Benson Industries Employees Union-ALU-TUCP vs. Benson Industries, Inc., 732 SCRA 318, G.R.
No. 200746 August 6, 2014

Respondent Benson Industries (BI) is the employer and Petitioner Benson Industries Employees
Union (BIEU) is the Employee-Union. BI sent its employees a notice informing them of their
intended termination from employement due to the closure and cessation of the bussiness
operations.The employees, through BIEU, filed a notice of strike, but i did not push through
because an amicalbe settlement was occured, in which the parties agreed that BI will pay its
employees separation pay, computed 15 days for every year service. Petitioners proffered a
claim for payment of additional separation pat at the rate of 4 days for every year of service,
invoking their Collective Bargaining Agreement (CBA). BI countered that the law does not require
them to pay separation benefits when the closure is due to serious losses, pursuant to Art. 297
of the Labor Code.

Issue:

Whether or not the additional separation pay be given to the employees pursuant to the CBA.

Held:

Yes.

The obligation to pay separation beenefits in this case, is not sourced for law but from the
contract, which is the CBA.

Article 297 of the Labor Code for the reason that the said provision explicitly requires the same
only when the closure is not due to serious business losses; conversely, the obligation is
maintained when the employer’s closure is not due to serious business losses. For a similar
exemption to obtain against a contract, such as a CBA, the tenor of the parties’ agreement ought
to be similar to the law’s tenor. When the parties, however, agree to deviate therefrom, and
unqualifiedly covenant the payment of separation benefits irrespective of the employer’s
financial position, then the obligatory force of that contract prevails and its terms should be
carried out to its full effect. Verily, it is fundamental that obligations arising from contracts have
the force of law between the contracting parties and thus should be complied with in good faith,
the only limitation being that these stipulations, clauses, terms and conditions are not contrary
to law, morals, public order or public policy.

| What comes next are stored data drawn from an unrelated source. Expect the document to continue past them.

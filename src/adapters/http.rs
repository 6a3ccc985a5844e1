use crate::config::solr::SolrConfig;
use crate::domain::ports::AdminApi;
use crate::utils::error::{ProvisionError, Result};
use async_trait::async_trait;
use reqwest::Client;
use url::Url;

/// Admin API session backed by `reqwest`. Credentials found in the
/// configured URL are sent as basic auth, never as part of the request URL.
#[derive(Debug, Clone)]
pub struct SolrAdminClient {
    client: Client,
    base_url: Url,
    credentials: Option<(String, Option<String>)>,
}

impl SolrAdminClient {
    pub fn new(config: &SolrConfig) -> Result<Self> {
        let mut builder = Client::builder();
        if let Some(timeout) = config.request_timeout() {
            builder = builder.timeout(timeout);
        }
        Self::with_client(builder.build()?, config)
    }

    pub fn with_client(client: Client, config: &SolrConfig) -> Result<Self> {
        let mut base_url = config.url().clone();

        let credentials = if base_url.username().is_empty() {
            None
        } else {
            let user = decode_userinfo(base_url.username())?;
            let password = base_url.password().map(decode_userinfo).transpose()?;
            Some((user, password))
        };

        base_url
            .set_username("")
            .and_then(|_| base_url.set_password(None))
            .map_err(|_| ProvisionError::configuration("Solr URL cannot carry credentials"))?;

        Ok(Self {
            client,
            base_url,
            credentials,
        })
    }
}

#[async_trait]
impl AdminApi for SolrAdminClient {
    async fn get(&self, path: &str, params: &[(String, String)]) -> Result<serde_json::Value> {
        let url = self.base_url.join(path).map_err(|e| {
            ProvisionError::configuration(format!("Invalid admin path '{}': {}", path, e))
        })?;

        tracing::debug!("Admin API request: GET {} {:?}", url, params);

        let mut request = self.client.get(url).query(params);
        if let Some((user, password)) = &self.credentials {
            request = request.basic_auth(user, password.as_ref());
        }

        let response = request.send().await?;
        let status = response.status();
        let body = response.text().await?;

        tracing::debug!("Admin API response status: {}", status);

        if !status.is_success() {
            return Err(ProvisionError::AdminApi {
                status: status.as_u16(),
                message: error_message(&body),
            });
        }

        serde_json::from_str(&body).map_err(|e| {
            ProvisionError::malformed(format!("Expected a JSON body from {}: {}", path, e))
        })
    }
}

fn decode_userinfo(raw: &str) -> Result<String> {
    urlencoding::decode(raw)
        .map(|decoded| decoded.into_owned())
        .map_err(|e| ProvisionError::configuration(format!("Invalid credentials in Solr URL: {}", e)))
}

/// Solr reports failures as `{"error": {"msg": ...}}`; fall back to the raw body.
fn error_message(body: &str) -> String {
    serde_json::from_str::<serde_json::Value>(body)
        .ok()
        .and_then(|json| {
            json.pointer("/error/msg")
                .or_else(|| json.pointer("/exception/msg"))
                .and_then(|msg| msg.as_str())
                .map(str::to_string)
        })
        .unwrap_or_else(|| body.trim().to_string())
}
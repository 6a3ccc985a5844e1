use thiserror::Error;

#[derive(Error, Debug)]
pub enum ProvisionError {
    #[error("Admin API request failed: {0}")]
    Transport(#[from] reqwest::Error),

    #[error("Admin API returned {status}: {message}")]
    AdminApi { status: u16, message: String },

    #[error("Malformed admin API response: {message}")]
    MalformedResponse { message: String },

    #[error("Configuration error: {message}")]
    Configuration { message: String },

    #[error("Invalid configuration value for '{field}': {value} ({reason})")]
    InvalidConfigValue {
        field: String,
        value: String,
        reason: String,
    },

    #[error("Tenant '{tenant}' does not produce a usable collection name")]
    InvalidTenant { tenant: String },

    #[error("Account already has an endpoint for collection '{collection}'")]
    EndpointAlreadyAttached { collection: String },

    #[error("Settings parse error: {message}")]
    SettingsParse { message: String },

    #[error("IO error: {0}")]
    Io(#[from] std::io::Error),

    #[error("Serialization error: {0}")]
    Serialization(#[from] serde_json::Error),
}

#[derive(Debug, Clone, Copy, PartialEq, Eq)]
pub enum ErrorSeverity {
    /// Bad input or configuration; retrying without changes will not help.
    Config,
    /// Remote state unknown; re-check on retry.
    Remote,
    Internal,
}

impl ProvisionError {
    pub fn configuration(message: impl Into<String>) -> Self {
        Self::Configuration {
            message: message.into(),
        }
    }

    pub fn malformed(message: impl Into<String>) -> Self {
        Self::MalformedResponse {
            message: message.into(),
        }
    }

    pub fn severity(&self) -> ErrorSeverity {
        match self {
            Self::Configuration { .. }
            | Self::InvalidConfigValue { .. }
            | Self::InvalidTenant { .. }
            | Self::SettingsParse { .. }
            | Self::EndpointAlreadyAttached { .. } => ErrorSeverity::Config,
            Self::Transport(_) | Self::AdminApi { .. } | Self::MalformedResponse { .. } => {
                ErrorSeverity::Remote
            }
            Self::Io(_) | Self::Serialization(_) => ErrorSeverity::Internal,
        }
    }

    pub fn is_retryable(&self) -> bool {
        match self {
            Self::Transport(_) => true,
            Self::AdminApi { status, .. } => *status >= 500 || *status == 429,
            _ => false,
        }
    }

    /// Solr answers a duplicate CREATE with a 400 whose body names the existing collection.
    pub fn is_already_exists(&self) -> bool {
        match self {
            Self::AdminApi { message, .. } => message.to_ascii_lowercase().contains("already exists"),
            _ => false,
        }
    }

    pub fn recovery_suggestion(&self) -> &'static str {
        match self {
            Self::Transport(_) => "Check that Solr is reachable at the configured host and port",
            Self::AdminApi { .. } | Self::MalformedResponse { .. } => {
                "The collection state is unknown; re-run provisioning to re-check it"
            }
            Self::Configuration { .. } | Self::InvalidConfigValue { .. } => {
                "Review SOLR_URL or the SOLR_ADMIN_USER/SOLR_ADMIN_PASSWORD/SOLR_HOST/SOLR_PORT variables"
            }
            Self::InvalidTenant { .. } => "Use a tenant name containing at least one letter or digit",
            Self::EndpointAlreadyAttached { .. } => "The account is already provisioned",
            Self::SettingsParse { .. } => "Fix the collection settings file",
            Self::Io(_) | Self::Serialization(_) => "Check file permissions and try again",
        }
    }

    pub fn user_friendly_message(&self) -> String {
        match self {
            Self::Transport(_) => "Could not reach the Solr admin API".to_string(),
            Self::AdminApi { status, .. } => {
                format!("The Solr admin API rejected the request (HTTP {})", status)
            }
            other => other.to_string(),
        }
    }
}

pub type Result<T> = std::result::Result<T, ProvisionError>;

#[cfg(test)]
mod tests {
    use super::*;

    #[test]
    fn test_duplicate_create_is_recognized() {
        let err = ProvisionError::AdminApi {
            status: 400,
            message: "collection already exists: acme-corp".to_string(),
        };
        assert!(err.is_already_exists());
        assert!(!err.is_retryable());
        assert_eq!(err.severity(), ErrorSeverity::Remote);
    }

    #[test]
    fn test_server_errors_are_retryable() {
        let err = ProvisionError::AdminApi {
            status: 503,
            message: "unavailable".to_string(),
        };
        assert!(err.is_retryable());
        assert!(!err.is_already_exists());
    }

    #[test]
    fn test_configuration_severity() {
        let err = ProvisionError::configuration("missing host");
        assert_eq!(err.severity(), ErrorSeverity::Config);
        assert_eq!(err.to_string(), "Configuration error: missing host");
    }
}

It is a familiar and fundamental doctrine in labor law that the CBA is the law between the parties
and they are obliged to comply with its provisions. This principle stands strong and true in the
case at bar.

A collective bargaining agreement refers to the negotiated contract between a legitimate labor
organization and the employer concerning wages, hours of work and all other terms and
conditions of employment in a bargaining unit. As in all contracts, the parties in a CBA may
establish such stipulations, clauses, terms and conditions as they may deem convenient provided
these are not contrary to law, morals, good customs, public order or public policy. Thus, where
the CBA is clear and unambiguous, it becomes the law between the parties and compliance
therewith is mandated by the express policy of the law.

In this case, it was not found that the CBA is not contrary to law, morals, good customs, public
order of public polict, thus it is valid and substisting, and therefore employer is required to pay
the benefits.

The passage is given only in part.